Task directions =
Scan the entries below. Return every line that includes "types".

[Stored data]

• • • • •

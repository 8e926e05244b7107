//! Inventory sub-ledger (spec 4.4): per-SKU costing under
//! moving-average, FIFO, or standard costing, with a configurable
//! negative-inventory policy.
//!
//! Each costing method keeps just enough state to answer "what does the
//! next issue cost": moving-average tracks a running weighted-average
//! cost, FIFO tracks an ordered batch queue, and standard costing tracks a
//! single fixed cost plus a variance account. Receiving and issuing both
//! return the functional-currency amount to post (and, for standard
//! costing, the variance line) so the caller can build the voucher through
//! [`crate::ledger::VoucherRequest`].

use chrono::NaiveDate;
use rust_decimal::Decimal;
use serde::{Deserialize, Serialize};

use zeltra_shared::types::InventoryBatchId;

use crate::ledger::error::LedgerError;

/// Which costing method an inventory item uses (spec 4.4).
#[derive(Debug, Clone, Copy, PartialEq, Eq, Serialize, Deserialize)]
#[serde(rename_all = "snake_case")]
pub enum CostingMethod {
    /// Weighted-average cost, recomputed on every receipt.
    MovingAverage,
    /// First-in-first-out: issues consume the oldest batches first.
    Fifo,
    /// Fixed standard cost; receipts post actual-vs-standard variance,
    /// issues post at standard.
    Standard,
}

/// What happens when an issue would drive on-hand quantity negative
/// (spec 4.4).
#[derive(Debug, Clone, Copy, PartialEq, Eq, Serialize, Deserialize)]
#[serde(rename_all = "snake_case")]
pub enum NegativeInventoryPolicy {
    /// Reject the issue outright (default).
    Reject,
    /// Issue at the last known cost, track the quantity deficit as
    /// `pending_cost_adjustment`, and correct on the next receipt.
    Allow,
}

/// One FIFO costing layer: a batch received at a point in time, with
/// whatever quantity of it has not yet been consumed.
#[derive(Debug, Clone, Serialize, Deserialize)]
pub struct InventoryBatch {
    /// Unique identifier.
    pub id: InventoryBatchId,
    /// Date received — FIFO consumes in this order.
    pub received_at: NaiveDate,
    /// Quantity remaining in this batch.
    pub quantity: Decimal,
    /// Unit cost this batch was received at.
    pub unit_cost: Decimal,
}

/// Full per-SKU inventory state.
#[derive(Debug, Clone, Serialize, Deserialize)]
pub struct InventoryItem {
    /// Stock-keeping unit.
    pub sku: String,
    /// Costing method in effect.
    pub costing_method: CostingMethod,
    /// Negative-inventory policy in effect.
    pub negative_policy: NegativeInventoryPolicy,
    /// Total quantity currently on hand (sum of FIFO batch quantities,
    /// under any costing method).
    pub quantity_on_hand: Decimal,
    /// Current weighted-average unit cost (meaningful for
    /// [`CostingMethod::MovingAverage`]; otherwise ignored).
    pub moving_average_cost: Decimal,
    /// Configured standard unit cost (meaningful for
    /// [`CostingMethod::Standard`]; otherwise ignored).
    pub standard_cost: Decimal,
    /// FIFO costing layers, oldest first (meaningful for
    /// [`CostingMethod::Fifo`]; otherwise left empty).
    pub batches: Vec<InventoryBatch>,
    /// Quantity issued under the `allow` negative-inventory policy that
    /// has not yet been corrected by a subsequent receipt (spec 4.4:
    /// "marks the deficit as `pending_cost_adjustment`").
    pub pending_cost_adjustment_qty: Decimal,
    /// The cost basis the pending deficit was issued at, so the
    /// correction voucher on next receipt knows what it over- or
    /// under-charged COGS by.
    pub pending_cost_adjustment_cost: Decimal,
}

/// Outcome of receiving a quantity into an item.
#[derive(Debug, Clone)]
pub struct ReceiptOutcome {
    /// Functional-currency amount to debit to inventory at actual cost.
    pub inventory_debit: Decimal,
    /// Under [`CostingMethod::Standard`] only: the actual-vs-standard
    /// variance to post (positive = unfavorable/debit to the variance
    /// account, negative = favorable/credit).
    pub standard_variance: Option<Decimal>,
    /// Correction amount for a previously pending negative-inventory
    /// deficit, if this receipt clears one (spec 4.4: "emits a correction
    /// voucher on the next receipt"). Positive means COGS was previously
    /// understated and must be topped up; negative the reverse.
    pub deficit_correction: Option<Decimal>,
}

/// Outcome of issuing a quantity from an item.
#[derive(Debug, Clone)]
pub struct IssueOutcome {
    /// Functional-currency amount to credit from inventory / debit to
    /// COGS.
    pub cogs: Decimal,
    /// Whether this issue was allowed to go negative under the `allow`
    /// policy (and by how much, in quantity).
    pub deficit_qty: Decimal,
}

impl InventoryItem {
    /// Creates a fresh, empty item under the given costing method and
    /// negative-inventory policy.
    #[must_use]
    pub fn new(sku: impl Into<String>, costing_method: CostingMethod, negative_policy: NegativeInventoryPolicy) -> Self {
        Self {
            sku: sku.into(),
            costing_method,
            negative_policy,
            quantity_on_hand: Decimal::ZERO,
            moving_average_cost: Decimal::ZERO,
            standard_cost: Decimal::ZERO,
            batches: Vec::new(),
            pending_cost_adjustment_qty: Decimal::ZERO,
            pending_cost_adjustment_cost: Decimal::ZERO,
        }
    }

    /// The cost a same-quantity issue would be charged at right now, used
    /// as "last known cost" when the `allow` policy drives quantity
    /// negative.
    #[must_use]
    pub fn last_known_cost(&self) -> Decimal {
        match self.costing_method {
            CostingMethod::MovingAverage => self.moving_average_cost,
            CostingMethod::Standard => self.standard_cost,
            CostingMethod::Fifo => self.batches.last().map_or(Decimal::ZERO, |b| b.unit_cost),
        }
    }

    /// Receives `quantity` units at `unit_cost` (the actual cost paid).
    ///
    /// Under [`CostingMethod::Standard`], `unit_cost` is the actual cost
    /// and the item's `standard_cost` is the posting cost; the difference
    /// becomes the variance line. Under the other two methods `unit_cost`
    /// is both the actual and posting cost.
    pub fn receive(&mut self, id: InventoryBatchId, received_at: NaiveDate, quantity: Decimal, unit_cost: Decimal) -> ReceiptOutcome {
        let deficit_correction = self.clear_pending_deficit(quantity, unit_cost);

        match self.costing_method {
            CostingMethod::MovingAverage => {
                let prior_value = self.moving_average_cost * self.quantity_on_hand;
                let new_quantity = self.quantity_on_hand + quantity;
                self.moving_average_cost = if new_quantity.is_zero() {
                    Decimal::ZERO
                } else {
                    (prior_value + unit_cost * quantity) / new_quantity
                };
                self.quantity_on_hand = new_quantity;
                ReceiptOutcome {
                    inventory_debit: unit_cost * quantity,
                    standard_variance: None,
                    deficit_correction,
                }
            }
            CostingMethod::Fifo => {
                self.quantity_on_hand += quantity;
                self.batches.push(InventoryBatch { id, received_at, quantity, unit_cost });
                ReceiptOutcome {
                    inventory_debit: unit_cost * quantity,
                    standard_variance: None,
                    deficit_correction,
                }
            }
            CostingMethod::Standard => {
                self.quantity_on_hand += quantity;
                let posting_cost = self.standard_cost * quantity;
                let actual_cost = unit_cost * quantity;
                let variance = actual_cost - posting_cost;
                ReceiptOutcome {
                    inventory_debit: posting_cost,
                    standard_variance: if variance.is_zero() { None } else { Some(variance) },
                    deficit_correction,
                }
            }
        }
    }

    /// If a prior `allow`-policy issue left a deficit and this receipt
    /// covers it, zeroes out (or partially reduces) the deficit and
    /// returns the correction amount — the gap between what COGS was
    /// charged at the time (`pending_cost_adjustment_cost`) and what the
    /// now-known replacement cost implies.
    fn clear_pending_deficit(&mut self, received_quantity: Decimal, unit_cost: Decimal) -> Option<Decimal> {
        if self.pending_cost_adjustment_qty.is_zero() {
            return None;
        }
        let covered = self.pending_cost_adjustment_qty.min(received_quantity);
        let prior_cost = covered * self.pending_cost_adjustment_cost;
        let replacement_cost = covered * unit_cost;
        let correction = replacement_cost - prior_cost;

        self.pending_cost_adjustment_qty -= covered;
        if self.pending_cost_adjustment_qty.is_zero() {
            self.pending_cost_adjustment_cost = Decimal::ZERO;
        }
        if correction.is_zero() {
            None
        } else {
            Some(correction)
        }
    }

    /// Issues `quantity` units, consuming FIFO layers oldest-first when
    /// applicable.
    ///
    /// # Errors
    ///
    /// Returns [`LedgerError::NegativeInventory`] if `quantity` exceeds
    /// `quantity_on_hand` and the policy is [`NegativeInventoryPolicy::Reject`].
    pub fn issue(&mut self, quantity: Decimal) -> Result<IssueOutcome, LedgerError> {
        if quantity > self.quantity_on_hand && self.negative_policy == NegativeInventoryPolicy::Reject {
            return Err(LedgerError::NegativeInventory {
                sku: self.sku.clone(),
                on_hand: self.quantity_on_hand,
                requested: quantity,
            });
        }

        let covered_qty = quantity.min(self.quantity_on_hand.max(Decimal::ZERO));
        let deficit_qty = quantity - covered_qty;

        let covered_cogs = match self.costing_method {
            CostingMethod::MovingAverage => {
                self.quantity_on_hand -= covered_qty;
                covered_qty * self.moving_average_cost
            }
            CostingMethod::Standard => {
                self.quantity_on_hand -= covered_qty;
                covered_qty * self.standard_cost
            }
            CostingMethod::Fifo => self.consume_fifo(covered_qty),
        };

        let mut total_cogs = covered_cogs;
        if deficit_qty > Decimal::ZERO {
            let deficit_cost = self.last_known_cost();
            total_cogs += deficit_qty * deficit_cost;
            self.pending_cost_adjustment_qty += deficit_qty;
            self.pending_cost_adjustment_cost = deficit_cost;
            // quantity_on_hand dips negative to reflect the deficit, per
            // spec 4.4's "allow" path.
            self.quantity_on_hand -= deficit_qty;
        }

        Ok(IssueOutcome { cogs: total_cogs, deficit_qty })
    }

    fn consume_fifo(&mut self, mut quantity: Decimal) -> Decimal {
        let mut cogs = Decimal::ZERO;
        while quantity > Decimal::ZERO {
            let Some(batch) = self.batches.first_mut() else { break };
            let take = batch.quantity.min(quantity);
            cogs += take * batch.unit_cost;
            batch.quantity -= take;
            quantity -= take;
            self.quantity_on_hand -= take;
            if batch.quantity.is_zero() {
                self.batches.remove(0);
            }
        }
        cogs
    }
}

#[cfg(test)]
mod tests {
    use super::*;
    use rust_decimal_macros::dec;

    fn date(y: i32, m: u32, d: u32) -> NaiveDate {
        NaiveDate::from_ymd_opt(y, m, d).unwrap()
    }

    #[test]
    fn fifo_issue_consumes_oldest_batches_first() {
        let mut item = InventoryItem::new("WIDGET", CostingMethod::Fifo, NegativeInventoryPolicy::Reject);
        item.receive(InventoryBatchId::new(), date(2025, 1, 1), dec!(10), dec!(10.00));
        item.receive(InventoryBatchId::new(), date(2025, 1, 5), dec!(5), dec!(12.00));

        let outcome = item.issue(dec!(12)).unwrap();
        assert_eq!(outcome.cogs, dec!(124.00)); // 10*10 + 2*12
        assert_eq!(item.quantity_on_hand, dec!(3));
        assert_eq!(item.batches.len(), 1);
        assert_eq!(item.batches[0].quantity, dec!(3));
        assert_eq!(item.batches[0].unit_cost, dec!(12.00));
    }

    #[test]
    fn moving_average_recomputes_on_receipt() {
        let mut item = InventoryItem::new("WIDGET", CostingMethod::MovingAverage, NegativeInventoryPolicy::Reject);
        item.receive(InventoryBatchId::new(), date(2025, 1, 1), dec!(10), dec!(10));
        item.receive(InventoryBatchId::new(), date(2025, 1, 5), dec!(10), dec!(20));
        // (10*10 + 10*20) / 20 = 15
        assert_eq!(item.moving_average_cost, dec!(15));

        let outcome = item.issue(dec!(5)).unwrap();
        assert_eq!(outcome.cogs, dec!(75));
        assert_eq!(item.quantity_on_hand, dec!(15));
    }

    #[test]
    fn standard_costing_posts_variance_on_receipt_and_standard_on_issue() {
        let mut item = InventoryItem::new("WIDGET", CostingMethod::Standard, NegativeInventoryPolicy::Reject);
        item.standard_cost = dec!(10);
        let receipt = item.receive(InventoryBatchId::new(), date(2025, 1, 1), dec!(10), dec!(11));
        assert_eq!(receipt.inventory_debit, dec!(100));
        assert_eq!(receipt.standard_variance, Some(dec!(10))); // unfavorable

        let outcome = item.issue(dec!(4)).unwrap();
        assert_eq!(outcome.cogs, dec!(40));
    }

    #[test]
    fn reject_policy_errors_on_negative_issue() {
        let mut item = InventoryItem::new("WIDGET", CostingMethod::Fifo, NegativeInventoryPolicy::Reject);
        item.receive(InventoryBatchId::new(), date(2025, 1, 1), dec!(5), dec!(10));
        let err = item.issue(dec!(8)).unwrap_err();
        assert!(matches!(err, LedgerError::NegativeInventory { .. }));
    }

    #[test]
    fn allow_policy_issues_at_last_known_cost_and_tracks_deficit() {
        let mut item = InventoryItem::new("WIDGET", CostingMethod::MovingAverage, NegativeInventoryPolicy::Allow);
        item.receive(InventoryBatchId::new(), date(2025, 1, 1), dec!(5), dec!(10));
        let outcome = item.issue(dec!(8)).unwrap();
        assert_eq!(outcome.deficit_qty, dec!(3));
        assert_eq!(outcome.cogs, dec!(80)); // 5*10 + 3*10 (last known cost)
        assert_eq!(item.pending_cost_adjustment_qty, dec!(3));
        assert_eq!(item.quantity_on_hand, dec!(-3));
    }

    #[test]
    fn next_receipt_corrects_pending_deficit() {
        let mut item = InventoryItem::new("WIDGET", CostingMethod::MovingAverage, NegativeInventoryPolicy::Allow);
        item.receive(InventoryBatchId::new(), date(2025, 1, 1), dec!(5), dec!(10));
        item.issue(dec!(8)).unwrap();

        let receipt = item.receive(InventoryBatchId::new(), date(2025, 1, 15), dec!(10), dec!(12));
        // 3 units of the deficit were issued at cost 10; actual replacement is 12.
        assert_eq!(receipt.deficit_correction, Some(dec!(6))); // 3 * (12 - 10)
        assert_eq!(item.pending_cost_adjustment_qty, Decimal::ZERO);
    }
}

• • • • •

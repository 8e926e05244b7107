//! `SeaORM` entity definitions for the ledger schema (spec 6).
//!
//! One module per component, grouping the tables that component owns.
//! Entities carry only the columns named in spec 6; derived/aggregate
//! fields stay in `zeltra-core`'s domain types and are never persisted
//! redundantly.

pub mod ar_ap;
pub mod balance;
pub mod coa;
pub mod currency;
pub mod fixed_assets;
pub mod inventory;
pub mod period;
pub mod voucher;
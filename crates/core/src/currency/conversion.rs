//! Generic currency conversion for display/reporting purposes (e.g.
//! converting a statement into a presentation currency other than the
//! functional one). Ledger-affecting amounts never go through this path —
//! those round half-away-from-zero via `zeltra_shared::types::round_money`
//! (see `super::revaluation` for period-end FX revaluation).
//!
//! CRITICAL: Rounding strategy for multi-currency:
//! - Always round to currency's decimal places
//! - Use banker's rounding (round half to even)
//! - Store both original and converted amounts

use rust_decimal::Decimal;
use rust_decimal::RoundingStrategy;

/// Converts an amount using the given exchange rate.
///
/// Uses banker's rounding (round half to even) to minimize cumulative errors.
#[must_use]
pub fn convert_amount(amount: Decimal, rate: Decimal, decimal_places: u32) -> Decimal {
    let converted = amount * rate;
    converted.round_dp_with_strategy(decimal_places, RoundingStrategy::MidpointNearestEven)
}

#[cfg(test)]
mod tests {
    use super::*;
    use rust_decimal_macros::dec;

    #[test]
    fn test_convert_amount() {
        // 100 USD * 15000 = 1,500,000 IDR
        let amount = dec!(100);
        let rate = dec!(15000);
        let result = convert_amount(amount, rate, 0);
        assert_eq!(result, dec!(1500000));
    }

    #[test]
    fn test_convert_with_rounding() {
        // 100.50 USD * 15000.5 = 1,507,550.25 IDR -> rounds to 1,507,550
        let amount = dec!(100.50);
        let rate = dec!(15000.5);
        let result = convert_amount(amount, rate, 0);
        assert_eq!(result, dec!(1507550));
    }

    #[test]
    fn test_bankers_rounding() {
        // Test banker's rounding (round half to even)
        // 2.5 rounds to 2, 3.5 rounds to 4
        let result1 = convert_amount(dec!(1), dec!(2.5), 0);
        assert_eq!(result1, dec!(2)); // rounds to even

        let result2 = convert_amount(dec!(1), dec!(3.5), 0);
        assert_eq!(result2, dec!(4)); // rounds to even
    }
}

• • • • •

Output of the task =
use zeltra_shared::types::InventoryBatchId;
//! fields stay in `zeltra-core`'s domain types and are never persisted
//! those round half-away-from-zero via `zeltra_shared::types::round_money`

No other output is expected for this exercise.